Return the entries in full, exactly as written.

Stored data
::::::::::

// src/utils/errors.rs
//! Crate-wide error type
//!
//! Expected conditions (sampling drops, filter rejections, offline suspension)
//! are represented as return values at the call sites, not as errors. This enum
//! covers the failures that must propagate: bad configuration, transport and
//! storage failures, and contained plugin/handler faults.

use thiserror::Error;

/// SDK error type
#[derive(Debug, Error)]
pub enum SdkError {
    #[error("invalid configuration: {0}")]
    Config(String),

    #[error("transport failed: {0}")]
    Transport(String),

    #[error("network offline")]
    Offline,

    #[error("offline storage failed: {0}")]
    Storage(String),

    #[error("serialization failed: {0}")]
    Serialization(#[from] serde_json::Error),

    #[error("plugin install failed: {0}")]
    PluginInstall(String),

    #[error("event handler failed: {0}")]
    Handler(String),
}

/// Crate-wide result alias
pub type Result<T> = std::result::Result<T, SdkError>;
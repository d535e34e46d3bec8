// src/interception/console.rs
//! Console tap
//!
//! Wraps the host's console-error slot. The saved slot always runs first, so
//! capture never changes what the embedding application sees on its console.
//! The SDK's own diagnostics (prefixed lines) and messages on the ignore
//! list are passed through without capture.

use std::sync::Arc;

use super::Uninstall;
use crate::bus::{EventBus, TapEvent};
use crate::host::{Capability, Host};
use crate::utils::{patterns, Clock, Result, SDK_LOG_PREFIX};

pub(crate) fn install(
    host: &Arc<Host>,
    bus: Arc<EventBus>,
    clock: Arc<dyn Clock>,
    ignore_errors: Vec<String>,
) -> Result<Option<Uninstall>> {
    if !host.supports(Capability::Console) {
        return Ok(None);
    }

    let saved = host.console_error_slot();
    let original = Arc::clone(&saved);
    host.set_console_error(Arc::new(move |args| {
        saved(args);

        if args
            .first()
            .is_some_and(|arg| arg.starts_with(SDK_LOG_PREFIX))
        {
            return;
        }
        let joined = args.join(" ");
        if patterns::matches_any(&ignore_errors, &joined) {
            return;
        }
        bus.emit(&TapEvent::ConsoleError {
            args: args.to_vec(),
            timestamp_ms: clock.now_ms(),
        });
    }));

    let host = Arc::clone(host);
    Ok(Some(Box::new(move || {
        host.set_console_error(original);
    })))
}
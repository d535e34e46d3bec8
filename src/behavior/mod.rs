// src/behavior/mod.rs
//! Behavior capture: bounded, age-limited event streams
//!
//! - **BehaviorStream**: one ring buffer of normalized behavior events with
//!   optional acceptance filtering, periodic age sweep, and snapshot/stats
//!   queries
//! - **StreamManager**: named registry over multiple streams, always owning
//!   a `default` stream
//!
//! Events are immutable once accepted; eviction is oldest-first on overflow,
//! and the age sweep runs on its own timer rather than on every insert.

pub mod manager;
pub mod stream;

pub use manager::{StreamManager, DEFAULT_STREAM};
pub use stream::{BehaviorStream, EventFilter, SnapshotQuery, StreamConfig, StreamStats};

use std::collections::BTreeMap;

use serde::{Deserialize, Serialize};

/// Structured context carried by a behavior event, discriminated by shape.
#[derive(Debug, Clone, Serialize, Deserialize)]
#[serde(tag = "kind", rename_all = "snake_case")]
pub enum EventContext {
    Element {
        tag: String,
        #[serde(skip_serializing_if = "Option::is_none")]
        id: Option<String>,
        #[serde(skip_serializing_if = "Option::is_none")]
        text: Option<String>,
        #[serde(skip_serializing_if = "Vec::is_empty", default)]
        path: Vec<String>,
    },
    Network {
        url: String,
        method: String,
        #[serde(skip_serializing_if = "Option::is_none")]
        status: Option<u16>,
        #[serde(skip_serializing_if = "Option::is_none")]
        duration_ms: Option<u64>,
    },
    Route {
        from: String,
        to: String,
    },
    Page {
        url: String,
        #[serde(skip_serializing_if = "Option::is_none")]
        title: Option<String>,
    },
    Viewport {
        width: u32,
        height: u32,
    },
    Custom {
        #[serde(skip_serializing_if = "BTreeMap::is_empty", default)]
        fields: BTreeMap<String, serde_json::Value>,
    },
}

impl EventContext {
    pub fn custom() -> Self {
        EventContext::Custom {
            fields: BTreeMap::new(),
        }
    }
}

/// One normalized occurrence stored in a behavior stream.
///
/// Immutable after acceptance; streams never mutate stored events in place.
#[derive(Debug, Clone, Serialize, Deserialize)]
#[serde(rename_all = "camelCase")]
pub struct BehaviorEvent {
    pub id: String,
    pub event_type: String,
    pub timestamp_ms: u64,
    pub page_url: String,
    pub context: EventContext,
    #[serde(skip_serializing_if = "Option::is_none")]
    pub custom_data: Option<serde_json::Value>,
}

/// Caller-supplied portion of a behavior event; the stream stamps id,
/// timestamp, and (when absent) the current page URL.
#[derive(Debug, Clone)]
pub struct NewBehaviorEvent {
    pub event_type: String,
    pub context: EventContext,
    pub custom_data: Option<serde_json::Value>,
    pub page_url: Option<String>,
}

impl NewBehaviorEvent {
    pub fn new(event_type: impl Into<String>, context: EventContext) -> Self {
        Self {
            event_type: event_type.into(),
            context,
            custom_data: None,
            page_url: None,
        }
    }

    pub fn with_custom_data(mut self, data: serde_json::Value) -> Self {
        self.custom_data = Some(data);
        self
    }

    pub fn with_page_url(mut self, url: impl Into<String>) -> Self {
        self.page_url = Some(url.into());
        self
    }
}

::::::::::

**Answer to this problem:**
// src/utils/errors.rs
//! Crate-wide error type
//!
//! Expected conditions (sampling drops, filter rejections, offline suspension)
//! are represented as return values at the call sites, not as errors. This enum
//! covers the failures that must propagate: bad configuration, transport and
//! storage failures, and contained plugin/handler faults.

use thiserror::Error;

/// SDK error type
#[derive(Debug, Error)]
pub enum SdkError {
    #[error("invalid configuration: {0}")]
    Config(String),

    #[error("transport failed: {0}")]
    Transport(String),

    #[error("network offline")]
    Offline,

    #[error("offline storage failed: {0}")]
    Storage(String),

    #[error("serialization failed: {0}")]
    Serialization(#[from] serde_json::Error),

    #[error("plugin install failed: {0}")]
    PluginInstall(String),

    #[error("event handler failed: {0}")]
    Handler(String),
}

/// Crate-wide result alias
pub type Result<T> = std::result::Result<T, SdkError>;
repository d535e34e46d3bec8
// src/interception/console.rs
//! Console tap
//!
//! Wraps the host's console-error slot. The saved slot always runs first, so
//! capture never changes what the embedding application sees on its console.
//! The SDK's own diagnostics (prefixed lines) and messages on the ignore
//! list are passed through without capture.

use std::sync::Arc;

use super::Uninstall;
use crate::bus::{EventBus, TapEvent};
use crate::host::{Capability, Host};
use crate::utils::{patterns, Clock, Result, SDK_LOG_PREFIX};

pub(crate) fn install(
    host: &Arc<Host>,
    bus: Arc<EventBus>,
    clock: Arc<dyn Clock>,
    ignore_errors: Vec<String>,
) -> Result<Option<Uninstall>> {
    if !host.supports(Capability::Console) {
        return Ok(None);
    }

    let saved = host.console_error_slot();
    let original = Arc::clone(&saved);
    host.set_console_error(Arc::new(move |args| {
        saved(args);

        if args
            .first()
            .is_some_and(|arg| arg.starts_with(SDK_LOG_PREFIX))
        {
            return;
        }
        let joined = args.join(" ");
        if patterns::matches_any(&ignore_errors, &joined) {
            return;
        }
        bus.emit(&TapEvent::ConsoleError {
            args: args.to_vec(),
            timestamp_ms: clock.now_ms(),
        });
    }));

    let host = Arc::clone(host);
    Ok(Some(Box::new(move || {
        host.set_console_error(original);
    })))
}
repository d535e34e46d3bec8
filename src/behavior/mod.rs
// src/behavior/mod.rs
//! Behavior capture: bounded, age-limited event streams
//!
//! - **BehaviorStream**: one ring buffer of normalized behavior events with
//!   optional acceptance filtering, periodic age sweep, and snapshot/stats
//!   queries
//! - **StreamManager**: named registry over multiple streams, always owning
//!   a `default` stream
//!
//! Events are immutable once accepted; eviction is oldest-first on overflow,
//! and the age sweep runs on its own timer rather than on every insert.

pub mod manager;
pub mod stream;

pub use manager::{StreamManager, DEFAULT_STREAM};
pub use stream::{BehaviorStream, EventFilter, SnapshotQuery, StreamConfig, StreamStats};

use std::collections::BTreeMap;

use serde::{Deserialize, Serialize};

/// Structured context carried by a behavior event, discriminated by shape.
#[derive(Debug, Clone, Serialize, Deserialize)]
#[serde(tag = "kind", rename_all = "snake_case")]
pub enum EventContext {
    Element {
        tag: String,
        #[serde(skip_serializing_if = "Option::is_none")]
        id: Option<String>,
        #[serde(skip_serializing_if = "Option::is_none")]
        text: Option<String>,
        #[serde(skip_serializing_if = "Vec::is_empty", default)]
        path: Vec<String>,
    },
    Network {
        url: String,
        method: String,
        #[serde(skip_serializing_if = "Option::is_none")]
        status: Option<u16>,
        #[serde(skip_serializing_if = "Option::is_none")]
        duration_ms: Option<u64>,
    },
    Route {
        from: String,
        to: String,
    },
    Page {
        url: String,
        #[serde(skip_serializing_if = "Option::is_none")]
        title: Option<String>,
    },
    Viewport {
        width: u32,
        height: u32,
    },
    Custom {
        #[serde(skip_serializing_if = "BTreeMap::is_empty", default)]
        fields: BTreeMap<String, serde_json::Value>,
    },
}

impl EventContext {
    pub fn custom() -> Self {
        EventContext::Custom {
            fields: BTreeMap::new(),
        }
    }
}

/// One normalized occurrence stored in a behavior stream.
///
/// Immutable after acceptance; streams never mutate stored events in place.
#[derive(Debug, Clone, Serialize, Deserialize)]
#[serde(rename_all = "camelCase")]
pub struct BehaviorEvent {
    pub id: String,
    pub event_type: String,
    pub timestamp_ms: u64,
    pub page_url: String,
    pub context: EventContext,
    #[serde(skip_serializing_if = "Option::is_none")]
    pub custom_data: Option<serde_json::Value>,
}

/// Caller-supplied portion of a behavior event; the stream stamps id,
/// timestamp, and (when absent) the current page URL.
#[derive(Debug, Clone)]
pub struct NewBehaviorEvent {
    pub event_type: String,
    pub context: EventContext,
    pub custom_data: Option<serde_json::Value>,
    pub page_url: Option<String>,
}

impl NewBehaviorEvent {
    pub fn new(event_type: impl Into<String>, context: EventContext) -> Self {
        Self {
            event_type: event_type.into(),
            context,
            custom_data: None,
            page_url: None,
        }
    }

    pub fn with_custom_data(mut self, data: serde_json::Value) -> Self {
        self.custom_data = Some(data);
        self
    }

    pub fn with_page_url(mut self, url: impl Into<String>) -> Self {
        self.page_url = Some(url.into());
        self
    }
}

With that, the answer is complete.